____ AVAILABLE DATA
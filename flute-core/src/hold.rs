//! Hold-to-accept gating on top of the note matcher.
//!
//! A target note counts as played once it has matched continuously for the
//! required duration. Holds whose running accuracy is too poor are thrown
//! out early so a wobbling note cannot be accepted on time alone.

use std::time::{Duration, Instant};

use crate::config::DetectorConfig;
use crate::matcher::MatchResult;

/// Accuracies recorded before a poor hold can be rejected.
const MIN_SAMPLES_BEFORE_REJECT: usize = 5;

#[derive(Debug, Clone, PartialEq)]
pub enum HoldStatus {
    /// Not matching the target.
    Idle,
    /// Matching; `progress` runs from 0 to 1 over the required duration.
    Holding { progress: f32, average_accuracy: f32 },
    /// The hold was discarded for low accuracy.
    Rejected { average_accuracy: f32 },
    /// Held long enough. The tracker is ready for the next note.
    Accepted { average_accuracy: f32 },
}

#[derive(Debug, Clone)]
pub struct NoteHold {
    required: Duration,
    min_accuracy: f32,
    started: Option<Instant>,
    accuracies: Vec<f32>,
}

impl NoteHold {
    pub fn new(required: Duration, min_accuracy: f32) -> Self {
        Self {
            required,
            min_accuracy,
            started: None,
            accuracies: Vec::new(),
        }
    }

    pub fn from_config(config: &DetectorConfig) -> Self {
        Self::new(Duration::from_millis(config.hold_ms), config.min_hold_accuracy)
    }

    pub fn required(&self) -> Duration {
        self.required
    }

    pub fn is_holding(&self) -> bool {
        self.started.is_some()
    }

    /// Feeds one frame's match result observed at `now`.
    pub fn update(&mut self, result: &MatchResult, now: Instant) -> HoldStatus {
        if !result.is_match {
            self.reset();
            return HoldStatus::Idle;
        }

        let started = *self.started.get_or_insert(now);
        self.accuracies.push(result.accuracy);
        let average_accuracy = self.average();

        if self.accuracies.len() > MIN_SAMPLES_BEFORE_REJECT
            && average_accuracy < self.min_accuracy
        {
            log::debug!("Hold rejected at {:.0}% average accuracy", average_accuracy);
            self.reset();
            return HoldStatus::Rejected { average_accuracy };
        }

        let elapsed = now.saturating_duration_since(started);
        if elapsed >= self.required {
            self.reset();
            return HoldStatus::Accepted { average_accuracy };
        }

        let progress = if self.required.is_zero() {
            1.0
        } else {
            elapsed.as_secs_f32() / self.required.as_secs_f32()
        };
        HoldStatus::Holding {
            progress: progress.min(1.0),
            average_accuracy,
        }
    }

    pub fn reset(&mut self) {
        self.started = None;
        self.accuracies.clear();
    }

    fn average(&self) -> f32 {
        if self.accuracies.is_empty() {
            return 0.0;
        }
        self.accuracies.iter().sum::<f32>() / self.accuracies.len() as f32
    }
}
________
____ AVAILABLE DATA
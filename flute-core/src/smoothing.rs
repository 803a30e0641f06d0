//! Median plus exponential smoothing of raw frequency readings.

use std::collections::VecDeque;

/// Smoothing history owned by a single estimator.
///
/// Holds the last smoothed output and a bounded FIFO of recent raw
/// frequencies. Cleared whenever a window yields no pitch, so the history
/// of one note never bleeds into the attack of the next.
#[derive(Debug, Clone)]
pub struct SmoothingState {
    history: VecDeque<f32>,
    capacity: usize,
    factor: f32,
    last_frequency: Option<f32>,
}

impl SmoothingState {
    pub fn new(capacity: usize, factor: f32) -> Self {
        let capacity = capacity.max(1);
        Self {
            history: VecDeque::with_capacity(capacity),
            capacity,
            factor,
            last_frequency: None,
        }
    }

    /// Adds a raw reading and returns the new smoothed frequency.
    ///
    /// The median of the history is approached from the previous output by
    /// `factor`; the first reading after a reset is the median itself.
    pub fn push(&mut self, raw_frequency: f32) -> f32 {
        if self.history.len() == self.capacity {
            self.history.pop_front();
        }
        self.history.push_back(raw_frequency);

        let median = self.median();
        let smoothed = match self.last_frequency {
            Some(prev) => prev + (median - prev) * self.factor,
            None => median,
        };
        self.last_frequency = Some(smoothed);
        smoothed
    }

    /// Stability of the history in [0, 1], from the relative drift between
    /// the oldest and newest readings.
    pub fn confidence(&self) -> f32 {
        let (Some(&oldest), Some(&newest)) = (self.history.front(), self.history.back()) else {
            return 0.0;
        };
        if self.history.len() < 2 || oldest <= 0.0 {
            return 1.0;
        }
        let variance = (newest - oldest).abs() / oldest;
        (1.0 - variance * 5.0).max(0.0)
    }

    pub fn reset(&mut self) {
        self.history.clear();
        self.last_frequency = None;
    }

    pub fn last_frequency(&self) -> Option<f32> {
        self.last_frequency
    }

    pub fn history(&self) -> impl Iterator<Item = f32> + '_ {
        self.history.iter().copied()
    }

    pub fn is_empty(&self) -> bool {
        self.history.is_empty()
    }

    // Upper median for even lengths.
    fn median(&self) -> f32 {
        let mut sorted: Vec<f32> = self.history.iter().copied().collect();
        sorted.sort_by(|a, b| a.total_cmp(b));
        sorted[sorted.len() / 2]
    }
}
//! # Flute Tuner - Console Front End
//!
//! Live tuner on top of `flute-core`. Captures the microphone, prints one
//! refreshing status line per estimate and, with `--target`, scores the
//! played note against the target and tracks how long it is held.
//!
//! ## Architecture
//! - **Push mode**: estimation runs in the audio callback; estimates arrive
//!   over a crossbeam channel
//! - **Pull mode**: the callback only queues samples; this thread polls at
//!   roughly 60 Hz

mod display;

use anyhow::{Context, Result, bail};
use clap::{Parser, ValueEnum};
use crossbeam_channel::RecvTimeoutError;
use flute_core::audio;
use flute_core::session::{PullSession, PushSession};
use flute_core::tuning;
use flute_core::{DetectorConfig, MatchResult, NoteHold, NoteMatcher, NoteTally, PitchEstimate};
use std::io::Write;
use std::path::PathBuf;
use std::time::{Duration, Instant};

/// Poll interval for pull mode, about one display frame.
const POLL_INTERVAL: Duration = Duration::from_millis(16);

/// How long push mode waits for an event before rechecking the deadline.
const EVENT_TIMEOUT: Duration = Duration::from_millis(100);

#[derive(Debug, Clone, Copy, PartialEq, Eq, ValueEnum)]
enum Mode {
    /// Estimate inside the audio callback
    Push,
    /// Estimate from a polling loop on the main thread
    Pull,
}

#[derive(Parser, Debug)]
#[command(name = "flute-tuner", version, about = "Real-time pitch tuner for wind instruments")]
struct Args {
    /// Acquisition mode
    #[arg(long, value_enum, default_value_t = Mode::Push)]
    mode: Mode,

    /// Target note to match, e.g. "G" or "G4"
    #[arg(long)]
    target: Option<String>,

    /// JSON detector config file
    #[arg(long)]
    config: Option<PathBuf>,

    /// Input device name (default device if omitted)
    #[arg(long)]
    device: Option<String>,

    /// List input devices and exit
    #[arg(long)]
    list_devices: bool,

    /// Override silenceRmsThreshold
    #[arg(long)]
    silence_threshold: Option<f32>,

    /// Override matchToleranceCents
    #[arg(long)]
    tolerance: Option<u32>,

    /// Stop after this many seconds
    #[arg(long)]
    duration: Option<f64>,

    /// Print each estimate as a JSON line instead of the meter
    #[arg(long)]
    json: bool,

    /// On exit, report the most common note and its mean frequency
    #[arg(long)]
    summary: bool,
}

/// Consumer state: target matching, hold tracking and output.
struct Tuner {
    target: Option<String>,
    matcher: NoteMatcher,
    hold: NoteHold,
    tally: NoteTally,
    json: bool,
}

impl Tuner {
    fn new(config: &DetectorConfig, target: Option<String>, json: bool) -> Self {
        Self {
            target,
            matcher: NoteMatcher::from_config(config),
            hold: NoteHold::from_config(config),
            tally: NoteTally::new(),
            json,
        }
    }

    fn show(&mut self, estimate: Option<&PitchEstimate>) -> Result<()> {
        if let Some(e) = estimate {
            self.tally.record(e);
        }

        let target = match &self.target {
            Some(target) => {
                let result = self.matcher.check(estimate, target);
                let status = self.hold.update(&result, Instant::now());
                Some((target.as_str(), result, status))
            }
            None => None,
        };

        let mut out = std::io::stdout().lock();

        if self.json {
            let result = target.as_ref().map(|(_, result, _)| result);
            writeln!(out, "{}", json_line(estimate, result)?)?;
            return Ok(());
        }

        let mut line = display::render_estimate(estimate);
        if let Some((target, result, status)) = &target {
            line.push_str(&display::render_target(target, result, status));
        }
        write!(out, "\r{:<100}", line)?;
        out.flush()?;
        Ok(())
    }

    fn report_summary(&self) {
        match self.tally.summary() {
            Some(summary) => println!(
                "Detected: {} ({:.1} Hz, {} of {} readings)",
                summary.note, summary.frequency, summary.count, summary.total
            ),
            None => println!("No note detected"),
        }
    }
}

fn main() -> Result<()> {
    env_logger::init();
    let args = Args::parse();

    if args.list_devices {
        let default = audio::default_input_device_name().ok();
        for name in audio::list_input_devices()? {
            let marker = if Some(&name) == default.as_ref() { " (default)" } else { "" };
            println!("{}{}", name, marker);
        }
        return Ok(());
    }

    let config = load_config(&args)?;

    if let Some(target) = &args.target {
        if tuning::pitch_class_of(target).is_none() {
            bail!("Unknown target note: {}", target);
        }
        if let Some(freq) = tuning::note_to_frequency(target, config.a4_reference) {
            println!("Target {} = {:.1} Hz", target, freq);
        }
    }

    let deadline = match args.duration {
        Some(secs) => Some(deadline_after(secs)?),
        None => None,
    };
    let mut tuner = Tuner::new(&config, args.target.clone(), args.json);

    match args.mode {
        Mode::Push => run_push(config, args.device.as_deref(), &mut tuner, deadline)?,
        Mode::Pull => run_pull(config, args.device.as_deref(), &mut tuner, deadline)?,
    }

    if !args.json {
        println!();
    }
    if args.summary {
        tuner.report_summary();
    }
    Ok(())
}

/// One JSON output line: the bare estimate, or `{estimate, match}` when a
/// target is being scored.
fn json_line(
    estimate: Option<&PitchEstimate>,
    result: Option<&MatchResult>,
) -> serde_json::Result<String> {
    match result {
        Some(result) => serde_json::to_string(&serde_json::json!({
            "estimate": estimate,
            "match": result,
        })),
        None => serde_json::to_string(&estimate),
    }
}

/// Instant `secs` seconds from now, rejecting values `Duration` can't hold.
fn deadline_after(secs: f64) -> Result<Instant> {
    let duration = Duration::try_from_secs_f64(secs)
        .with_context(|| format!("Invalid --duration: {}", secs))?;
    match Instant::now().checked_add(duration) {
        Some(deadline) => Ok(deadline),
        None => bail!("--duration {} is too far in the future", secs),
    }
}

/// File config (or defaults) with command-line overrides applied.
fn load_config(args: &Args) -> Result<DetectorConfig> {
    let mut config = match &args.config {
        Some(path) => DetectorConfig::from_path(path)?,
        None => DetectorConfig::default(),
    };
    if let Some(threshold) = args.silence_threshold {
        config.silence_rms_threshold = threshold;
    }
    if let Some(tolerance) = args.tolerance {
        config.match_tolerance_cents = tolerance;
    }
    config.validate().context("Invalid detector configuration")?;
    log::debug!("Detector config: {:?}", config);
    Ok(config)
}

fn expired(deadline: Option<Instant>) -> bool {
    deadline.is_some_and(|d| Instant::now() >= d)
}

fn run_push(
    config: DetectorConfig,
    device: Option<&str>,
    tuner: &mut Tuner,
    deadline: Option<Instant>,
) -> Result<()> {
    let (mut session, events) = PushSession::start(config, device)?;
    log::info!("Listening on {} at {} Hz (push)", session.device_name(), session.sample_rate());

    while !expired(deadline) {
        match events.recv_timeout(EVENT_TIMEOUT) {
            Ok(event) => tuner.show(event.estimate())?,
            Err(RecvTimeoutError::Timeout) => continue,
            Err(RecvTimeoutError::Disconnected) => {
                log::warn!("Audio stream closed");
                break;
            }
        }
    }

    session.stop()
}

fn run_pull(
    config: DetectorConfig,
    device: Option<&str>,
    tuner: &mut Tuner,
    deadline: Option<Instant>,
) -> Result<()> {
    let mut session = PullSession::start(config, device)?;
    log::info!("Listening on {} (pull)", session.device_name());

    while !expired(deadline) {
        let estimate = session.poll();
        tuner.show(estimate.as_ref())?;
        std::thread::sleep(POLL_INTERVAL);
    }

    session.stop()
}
________
____ AVAILABLE DATA
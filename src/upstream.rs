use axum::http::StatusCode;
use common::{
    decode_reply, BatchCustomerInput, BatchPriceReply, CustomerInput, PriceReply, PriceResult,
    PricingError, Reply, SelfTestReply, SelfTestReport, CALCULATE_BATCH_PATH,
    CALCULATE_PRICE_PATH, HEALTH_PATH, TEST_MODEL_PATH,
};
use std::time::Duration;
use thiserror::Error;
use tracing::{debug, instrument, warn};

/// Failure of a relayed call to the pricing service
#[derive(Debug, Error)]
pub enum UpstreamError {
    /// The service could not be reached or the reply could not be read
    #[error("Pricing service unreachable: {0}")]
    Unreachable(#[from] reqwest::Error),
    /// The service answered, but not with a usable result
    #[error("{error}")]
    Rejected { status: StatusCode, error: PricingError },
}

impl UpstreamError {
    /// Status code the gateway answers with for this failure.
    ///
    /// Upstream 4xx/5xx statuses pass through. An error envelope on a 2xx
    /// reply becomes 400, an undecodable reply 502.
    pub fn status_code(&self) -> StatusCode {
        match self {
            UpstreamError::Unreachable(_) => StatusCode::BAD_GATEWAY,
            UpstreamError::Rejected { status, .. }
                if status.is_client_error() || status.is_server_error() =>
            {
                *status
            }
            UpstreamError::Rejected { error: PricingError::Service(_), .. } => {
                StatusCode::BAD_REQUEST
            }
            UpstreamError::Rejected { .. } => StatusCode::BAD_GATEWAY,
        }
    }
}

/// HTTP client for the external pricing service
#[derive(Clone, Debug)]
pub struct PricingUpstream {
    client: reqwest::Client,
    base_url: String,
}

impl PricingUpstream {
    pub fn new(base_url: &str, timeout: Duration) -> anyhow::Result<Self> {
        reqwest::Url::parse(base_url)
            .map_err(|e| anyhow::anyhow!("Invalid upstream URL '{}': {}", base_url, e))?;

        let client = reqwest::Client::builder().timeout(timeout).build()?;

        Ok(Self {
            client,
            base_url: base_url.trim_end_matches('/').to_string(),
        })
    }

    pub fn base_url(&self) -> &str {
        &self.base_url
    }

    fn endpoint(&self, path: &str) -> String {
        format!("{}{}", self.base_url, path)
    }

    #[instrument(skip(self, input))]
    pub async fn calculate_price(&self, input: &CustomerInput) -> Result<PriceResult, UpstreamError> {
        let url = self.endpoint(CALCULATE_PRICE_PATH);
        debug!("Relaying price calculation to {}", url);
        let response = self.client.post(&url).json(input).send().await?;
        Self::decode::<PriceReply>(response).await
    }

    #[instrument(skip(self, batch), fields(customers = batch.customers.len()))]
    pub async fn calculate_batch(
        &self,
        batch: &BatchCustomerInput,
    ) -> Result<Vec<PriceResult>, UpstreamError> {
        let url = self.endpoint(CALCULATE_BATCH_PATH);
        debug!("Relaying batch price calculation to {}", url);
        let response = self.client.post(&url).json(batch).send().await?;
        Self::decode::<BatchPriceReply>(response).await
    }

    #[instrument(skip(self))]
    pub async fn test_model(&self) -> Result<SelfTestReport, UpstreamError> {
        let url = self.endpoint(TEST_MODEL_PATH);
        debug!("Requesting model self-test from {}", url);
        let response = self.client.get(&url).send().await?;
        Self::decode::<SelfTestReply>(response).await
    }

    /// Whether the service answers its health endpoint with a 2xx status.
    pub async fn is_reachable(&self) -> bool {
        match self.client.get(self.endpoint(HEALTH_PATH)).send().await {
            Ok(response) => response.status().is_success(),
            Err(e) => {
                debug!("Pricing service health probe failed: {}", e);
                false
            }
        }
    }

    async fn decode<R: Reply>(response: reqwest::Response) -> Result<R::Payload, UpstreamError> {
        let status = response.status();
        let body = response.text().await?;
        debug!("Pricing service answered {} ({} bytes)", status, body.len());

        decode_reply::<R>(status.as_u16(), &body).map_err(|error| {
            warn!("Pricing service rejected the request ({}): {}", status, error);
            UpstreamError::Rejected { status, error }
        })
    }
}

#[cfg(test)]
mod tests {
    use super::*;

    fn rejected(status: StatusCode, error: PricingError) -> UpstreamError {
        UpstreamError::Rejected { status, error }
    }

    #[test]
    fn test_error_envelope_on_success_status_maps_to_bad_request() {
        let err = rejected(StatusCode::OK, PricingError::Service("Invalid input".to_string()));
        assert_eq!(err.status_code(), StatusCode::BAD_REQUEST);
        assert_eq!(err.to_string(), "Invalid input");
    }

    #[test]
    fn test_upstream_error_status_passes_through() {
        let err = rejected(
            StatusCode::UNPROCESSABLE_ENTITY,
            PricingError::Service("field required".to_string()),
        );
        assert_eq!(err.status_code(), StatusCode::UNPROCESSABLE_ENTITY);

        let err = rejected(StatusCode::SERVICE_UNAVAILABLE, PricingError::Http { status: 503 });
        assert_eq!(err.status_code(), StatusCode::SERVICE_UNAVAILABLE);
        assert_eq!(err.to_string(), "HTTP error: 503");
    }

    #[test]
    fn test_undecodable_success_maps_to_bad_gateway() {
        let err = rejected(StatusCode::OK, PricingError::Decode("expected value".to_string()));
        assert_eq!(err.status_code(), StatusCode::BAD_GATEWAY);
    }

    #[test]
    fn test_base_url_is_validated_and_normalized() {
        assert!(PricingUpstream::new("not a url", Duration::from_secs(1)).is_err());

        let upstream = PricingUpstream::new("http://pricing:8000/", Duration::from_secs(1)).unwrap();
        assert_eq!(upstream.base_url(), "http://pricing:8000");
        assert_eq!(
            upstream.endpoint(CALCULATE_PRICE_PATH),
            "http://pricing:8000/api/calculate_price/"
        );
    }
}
________
> [EXERCISE GOAL]:
Repeat word for word the lines above that run from the line containing "filename flute-core/src/hold.rs" through the line containing "Feeds one frame's", both ends included, and nothing else.

> [WORKED SOLUTION]:
filename flute-core/src/hold.rs
//! Hold-to-accept gating on top of the note matcher.
//!
//! A target note counts as played once it has matched continuously for the
//! required duration. Holds whose running accuracy is too poor are thrown
//! out early so a wobbling note cannot be accepted on time alone.

use std::time::{Duration, Instant};

use crate::config::DetectorConfig;
use crate::matcher::MatchResult;

/// Accuracies recorded before a poor hold can be rejected.
const MIN_SAMPLES_BEFORE_REJECT: usize = 5;

#[derive(Debug, Clone, PartialEq)]
pub enum HoldStatus {
    /// Not matching the target.
    Idle,
    /// Matching; `progress` runs from 0 to 1 over the required duration.
    Holding { progress: f32, average_accuracy: f32 },
    /// The hold was discarded for low accuracy.
    Rejected { average_accuracy: f32 },
    /// Held long enough. The tracker is ready for the next note.
    Accepted { average_accuracy: f32 },
}

#[derive(Debug, Clone)]
pub struct NoteHold {
    required: Duration,
    min_accuracy: f32,
    started: Option<Instant>,
    accuracies: Vec<f32>,
}

impl NoteHold {
    pub fn new(required: Duration, min_accuracy: f32) -> Self {
        Self {
            required,
            min_accuracy,
            started: None,
            accuracies: Vec::new(),
        }
    }

    pub fn from_config(config: &DetectorConfig) -> Self {
        Self::new(Duration::from_millis(config.hold_ms), config.min_hold_accuracy)
    }

    pub fn required(&self) -> Duration {
        self.required
    }

    pub fn is_holding(&self) -> bool {
        self.started.is_some()
    }

    /// Feeds one frame's match result observed at `now`.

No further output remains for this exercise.